» **What is expected**
The full set of entries has to be output exactly.

» **Input for this task**
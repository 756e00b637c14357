//! Index assignment.
//!
//! Reused instances keep their index so their identity survives
//! reconciliation; new instances take the lowest index nobody claims.
//! When two reused instances carry the same index, the one recorded under
//! the job's own name keeps it and the other is renumbered.

use std::collections::BTreeSet;

use tracing::debug;

use convoy_core::ExistingInstance;

use crate::placed::Placed;

/// Hands out indices for one job within one reconciliation pass.
#[derive(Debug, Clone)]
pub struct IndexAssigner {
    job: String,
    claimed: BTreeSet<u32>,
}

impl IndexAssigner {
    pub fn new(job: &str) -> Self {
        Self {
            job: job.to_string(),
            claimed: BTreeSet::new(),
        }
    }

    /// Mark an index as taken. Returns false if it already was.
    pub fn claim(&mut self, index: u32) -> bool {
        self.claimed.insert(index)
    }

    /// Reuse the existing instance's index if it is still free, otherwise
    /// take the lowest unclaimed index.
    pub fn assign_index(&mut self, existing: Option<&ExistingInstance>) -> u32 {
        if let Some(existing) = existing {
            if self.claim(existing.index) {
                return existing.index;
            }
            debug!(job = %self.job, existing = %existing, "index already claimed, renumbering");
        }
        let next = self.lowest_free();
        self.claimed.insert(next);
        next
    }

    fn lowest_free(&self) -> u32 {
        let mut candidate = 0;
        for &index in &self.claimed {
            if index != candidate {
                break;
            }
            candidate += 1;
        }
        candidate
    }
}

/// Assign an index to every desired slot of `job`.
///
/// Claims are made in a fixed order so results do not depend on slot
/// order: reused instances recorded under `job`, then obsolete instances,
/// then the remaining reused (migrated or duplicate) instances, then new
/// slots. Output keeps the input order.
pub fn assign_indexes(job: &str, placed: Vec<Placed>) -> Vec<Placed> {
    let mut assigner = IndexAssigner::new(job);
    let mut assigned: Vec<Option<u32>> = vec![None; placed.len()];

    for (pos, entry) in placed.iter().enumerate() {
        if let Placed::Existing { existing, .. } = entry {
            if existing.job_name == job && assigner.claim(existing.index) {
                assigned[pos] = Some(existing.index);
            }
        }
    }

    for entry in &placed {
        if let Placed::Obsolete(existing) = entry {
            assigner.claim(existing.index);
        }
    }

    for (pos, entry) in placed.iter().enumerate() {
        if let Placed::Existing { existing, .. } = entry {
            if assigned[pos].is_none() {
                assigned[pos] = Some(assigner.assign_index(Some(existing)));
            }
        }
    }

    for (pos, entry) in placed.iter().enumerate() {
        if entry.is_new() {
            assigned[pos] = Some(assigner.assign_index(None));
        }
    }

    placed
        .into_iter()
        .zip(assigned)
        .map(|(entry, index)| match (entry, index) {
            (Placed::New(desired), Some(index)) => Placed::New(desired.with_index(index)),
            (Placed::Existing { desired, existing }, Some(index)) => Placed::Existing {
                desired: desired.with_index(index),
                existing,
            },
            (entry, _) => entry,
        })
        .collect()
}

#[cfg(test)]
mod tests {
    use super::*;
    use convoy_core::DesiredInstance;

    fn new_slot() -> Placed {
        Placed::New(DesiredInstance::new("db"))
    }

    fn reused(job: &str, index: u32) -> Placed {
        Placed::Existing {
            desired: DesiredInstance::new("db"),
            existing: ExistingInstance::new(job, index, &format!("{job}-{index}"), None),
        }
    }

    fn obsolete(index: u32) -> Placed {
        Placed::Obsolete(ExistingInstance::new("db", index, &format!("old-{index}"), None))
    }

    fn indices(placed: &[Placed], pick: fn(&Placed) -> bool) -> Vec<u32> {
        let mut out: Vec<u32> = placed.iter().filter(|p| pick(p)).filter_map(Placed::index).collect();
        out.sort_unstable();
        out
    }

    fn is_reused(p: &Placed) -> bool {
        matches!(p, Placed::Existing { .. })
    }

    #[test]
    fn only_new() {
        let placed = assign_indexes("db", vec![new_slot(), new_slot()]);
        assert_eq!(indices(&placed, Placed::is_new), vec![0, 1]);
    }

    #[test]
    fn existing_keep_unique_indices() {
        let placed = assign_indexes("db", vec![reused("db", 0), reused("db", 1)]);
        assert_eq!(indices(&placed, is_reused), vec![0, 1]);
    }

    #[test]
    fn duplicate_existing_indices_are_renumbered() {
        let placed = assign_indexes("db", vec![reused("db", 1), reused("db", 1)]);
        assert_eq!(indices(&placed, is_reused), vec![0, 1]);
    }

    #[test]
    fn obsolete_indices_stay_claimed() {
        let placed = assign_indexes("db", vec![reused("db", 1), reused("db", 1), obsolete(0), obsolete(3)]);
        assert_eq!(indices(&placed, is_reused), vec![1, 2]);
        assert_eq!(indices(&placed, Placed::is_obsolete), vec![0, 3]);
    }

    #[test]
    fn new_fill_gaps_around_existing() {
        let placed = assign_indexes("db", vec![new_slot(), new_slot(), reused("db", 1), reused("db", 2)]);
        assert_eq!(indices(&placed, Placed::is_new), vec![0, 3]);
        assert_eq!(indices(&placed, is_reused), vec![1, 2]);
    }

    #[test]
    fn conflicting_existing_then_new() {
        let placed = assign_indexes(
            "db",
            vec![
                new_slot(),
                new_slot(),
                reused("db", 1),
                reused("db", 1),
                reused("db", 1),
                reused("db", 2),
            ],
        );
        assert_eq!(indices(&placed, is_reused), vec![0, 1, 2, 3]);
        assert_eq!(indices(&placed, Placed::is_new), vec![4, 5]);
    }

    #[test]
    fn own_job_keeps_index_over_migrated() {
        let placed = assign_indexes("db", vec![reused("db_z1", 0), reused("db", 0)]);
        assert_eq!(placed[0].index(), Some(1));
        assert_eq!(placed[1].index(), Some(0));
    }

    #[test]
    fn assign_index_contract() {
        let mut assigner = IndexAssigner::new("db");
        let kept = ExistingInstance::new("db", 3, "u3", None);
        assert_eq!(assigner.assign_index(Some(&kept)), 3);
        assert_eq!(assigner.assign_index(None), 0);
        assert_eq!(assigner.assign_index(None), 1);
        assert_eq!(assigner.assign_index(Some(&kept)), 2);
        assert_eq!(assigner.assign_index(None), 4);
    }
}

» **Response to the exercise**
repository 756e00b637c14357
//! Index assignment.
//!
//! Reused instances keep their index so their identity survives
//! reconciliation; new instances take the lowest index nobody claims.
//! When two reused instances carry the same index, the one recorded under
//! the job's own name keeps it and the other is renumbered.

use std::collections::BTreeSet;

use tracing::debug;

use convoy_core::ExistingInstance;

use crate::placed::Placed;

/// Hands out indices for one job within one reconciliation pass.
#[derive(Debug, Clone)]
pub struct IndexAssigner {
    job: String,
    claimed: BTreeSet<u32>,
}

impl IndexAssigner {
    pub fn new(job: &str) -> Self {
        Self {
            job: job.to_string(),
            claimed: BTreeSet::new(),
        }
    }

    /// Mark an index as taken. Returns false if it already was.
    pub fn claim(&mut self, index: u32) -> bool {
        self.claimed.insert(index)
    }

    /// Reuse the existing instance's index if it is still free, otherwise
    /// take the lowest unclaimed index.
    pub fn assign_index(&mut self, existing: Option<&ExistingInstance>) -> u32 {
        if let Some(existing) = existing {
            if self.claim(existing.index) {
                return existing.index;
            }
            debug!(job = %self.job, existing = %existing, "index already claimed, renumbering");
        }
        let next = self.lowest_free();
        self.claimed.insert(next);
        next
    }

    fn lowest_free(&self) -> u32 {
        let mut candidate = 0;
        for &index in &self.claimed {
            if index != candidate {
                break;
            }
            candidate += 1;
        }
        candidate
    }
}

/// Assign an index to every desired slot of `job`.
///
/// Claims are made in a fixed order so results do not depend on slot
/// order: reused instances recorded under `job`, then obsolete instances,
/// then the remaining reused (migrated or duplicate) instances, then new
/// slots. Output keeps the input order.
pub fn assign_indexes(job: &str, placed: Vec<Placed>) -> Vec<Placed> {
    let mut assigner = IndexAssigner::new(job);
    let mut assigned: Vec<Option<u32>> = vec![None; placed.len()];

    for (pos, entry) in placed.iter().enumerate() {
        if let Placed::Existing { existing, .. } = entry {
            if existing.job_name == job && assigner.claim(existing.index) {
                assigned[pos] = Some(existing.index);
            }
        }
    }

    for entry in &placed {
        if let Placed::Obsolete(existing) = entry {
            assigner.claim(existing.index);
        }
    }

    for (pos, entry) in placed.iter().enumerate() {
        if let Placed::Existing { existing, .. } = entry {
            if assigned[pos].is_none() {
                assigned[pos] = Some(assigner.assign_index(Some(existing)));
            }
        }
    }

    for (pos, entry) in placed.iter().enumerate() {
        if entry.is_new() {
            assigned[pos] = Some(assigner.assign_index(None));
        }
    }

    placed
        .into_iter()
        .zip(assigned)
        .map(|(entry, index)| match (entry, index) {
            (Placed::New(desired), Some(index)) => Placed::New(desired.with_index(index)),
            (Placed::Existing { desired, existing }, Some(index)) => Placed::Existing {
                desired: desired.with_index(index),
                existing,
            },
            (entry, _) => entry,
        })
        .collect()
}

#[cfg(test)]
mod tests {
    use super::*;
    use convoy_core::DesiredInstance;

    fn new_slot() -> Placed {
        Placed::New(DesiredInstance::new("db"))
    }

    fn reused(job: &str, index: u32) -> Placed {
        Placed::Existing {
            desired: DesiredInstance::new("db"),
            existing: ExistingInstance::new(job, index, &format!("{job}-{index}"), None),
        }
    }

    fn obsolete(index: u32) -> Placed {
        Placed::Obsolete(ExistingInstance::new("db", index, &format!("old-{index}"), None))
    }

    fn indices(placed: &[Placed], pick: fn(&Placed) -> bool) -> Vec<u32> {
        let mut out: Vec<u32> = placed.iter().filter(|p| pick(p)).filter_map(Placed::index).collect();
        out.sort_unstable();
        out
    }

    fn is_reused(p: &Placed) -> bool {
        matches!(p, Placed::Existing { .. })
    }

    #[test]
    fn only_new() {
        let placed = assign_indexes("db", vec![new_slot(), new_slot()]);
        assert_eq!(indices(&placed, Placed::is_new), vec![0, 1]);
    }

    #[test]
    fn existing_keep_unique_indices() {
        let placed = assign_indexes("db", vec![reused("db", 0), reused("db", 1)]);
        assert_eq!(indices(&placed, is_reused), vec![0, 1]);
    }

    #[test]
    fn duplicate_existing_indices_are_renumbered() {
        let placed = assign_indexes("db", vec![reused("db", 1), reused("db", 1)]);
        assert_eq!(indices(&placed, is_reused), vec![0, 1]);
    }

    #[test]
    fn obsolete_indices_stay_claimed() {
        let placed = assign_indexes("db", vec![reused("db", 1), reused("db", 1), obsolete(0), obsolete(3)]);
        assert_eq!(indices(&placed, is_reused), vec![1, 2]);
        assert_eq!(indices(&placed, Placed::is_obsolete), vec![0, 3]);
    }

    #[test]
    fn new_fill_gaps_around_existing() {
        let placed = assign_indexes("db", vec![new_slot(), new_slot(), reused("db", 1), reused("db", 2)]);
        assert_eq!(indices(&placed, Placed::is_new), vec![0, 3]);
        assert_eq!(indices(&placed, is_reused), vec![1, 2]);
    }

    #[test]
    fn conflicting_existing_then_new() {
        let placed = assign_indexes(
            "db",
            vec![
                new_slot(),
                new_slot(),
                reused("db", 1),
                reused("db", 1),
                reused("db", 1),
                reused("db", 2),
            ],
        );
        assert_eq!(indices(&placed, is_reused), vec![0, 1, 2, 3]);
        assert_eq!(indices(&placed, Placed::is_new), vec![4, 5]);
    }

    #[test]
    fn own_job_keeps_index_over_migrated() {
        let placed = assign_indexes("db", vec![reused("db_z1", 0), reused("db", 0)]);
        assert_eq!(placed[0].index(), Some(1));
        assert_eq!(placed[1].index(), Some(0));
    }

    #[test]
    fn assign_index_contract() {
        let mut assigner = IndexAssigner::new("db");
        let kept = ExistingInstance::new("db", 3, "u3", None);
        assert_eq!(assigner.assign_index(Some(&kept)), 3);
        assert_eq!(assigner.assign_index(None), 0);
        assert_eq!(assigner.assign_index(None), 1);
        assert_eq!(assigner.assign_index(Some(&kept)), 2);
        assert_eq!(assigner.assign_index(None), 4);
    }
}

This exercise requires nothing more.